Graduated from Princeton University class of 1993.
Was named one of People's 50 Most Beautiful People in 2003.
Mark Feuerstein Quotes
"In high school, I was a total jock/extracurricular nerd/just plain nerd. When I got to college, I realized that building a resume to get into a good school was no longer necessary. I had already gotten into one. I might as well follow my bliss."

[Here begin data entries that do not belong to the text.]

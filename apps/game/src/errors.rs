use axum::{
    http::StatusCode,
    response::{IntoResponse, Response},
    Json,
};
use serde_json::json;
use thiserror::Error;
use uuid::Uuid;

use crate::trivia::state::SelectionError;

/// Application-level error type.
/// Implements `IntoResponse` so Axum handlers can return `Result<T, AppError>`.
///
/// Generation failures never reach this type: they are recorded on the round
/// itself and rendered as an error state by the page.
#[derive(Debug, Error)]
pub enum AppError {
    #[error("Validation error: {0}")]
    Validation(String),

    #[error("Invalid selection: {0}")]
    InvalidSelection(#[from] SelectionError),

    #[error("Selection was made for round {received}, but the current round is {current:?}")]
    StaleRound {
        received: Uuid,
        current: Option<Uuid>,
    },
}

impl IntoResponse for AppError {
    fn into_response(self) -> Response {
        let (status, code) = match &self {
            AppError::Validation(_) => (StatusCode::BAD_REQUEST, "VALIDATION_ERROR"),
            AppError::InvalidSelection(_) => (StatusCode::BAD_REQUEST, "INVALID_SELECTION"),
            AppError::StaleRound { .. } => {
                tracing::debug!("Rejected stale selection: {self}");
                (StatusCode::CONFLICT, "STALE_ROUND")
            }
        };

        let body = Json(json!({
            "error": {
                "code": code,
                "message": self.to_string()
            }
        }));

        (status, body).into_response()
    }
}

(When People Magazine voted him one of the 50 Most Beautiful of 2003, they asked him what beauty products he uses): "The closest thing I use to beauty products is the grease on the pizza from John's Pizzeria."
(On Ashley Williams' character on "Good Morning, Miami): "Her's is a combination of wisdom and innocence."
"Once you become an actor, it's important to take care of yourself. I live in Santa Monica, where I can mountain bike, hike and go running on the beach. I like a nice sunset jog."
"I just give off this kind of feminine vibe which has... served me so well with women in my life."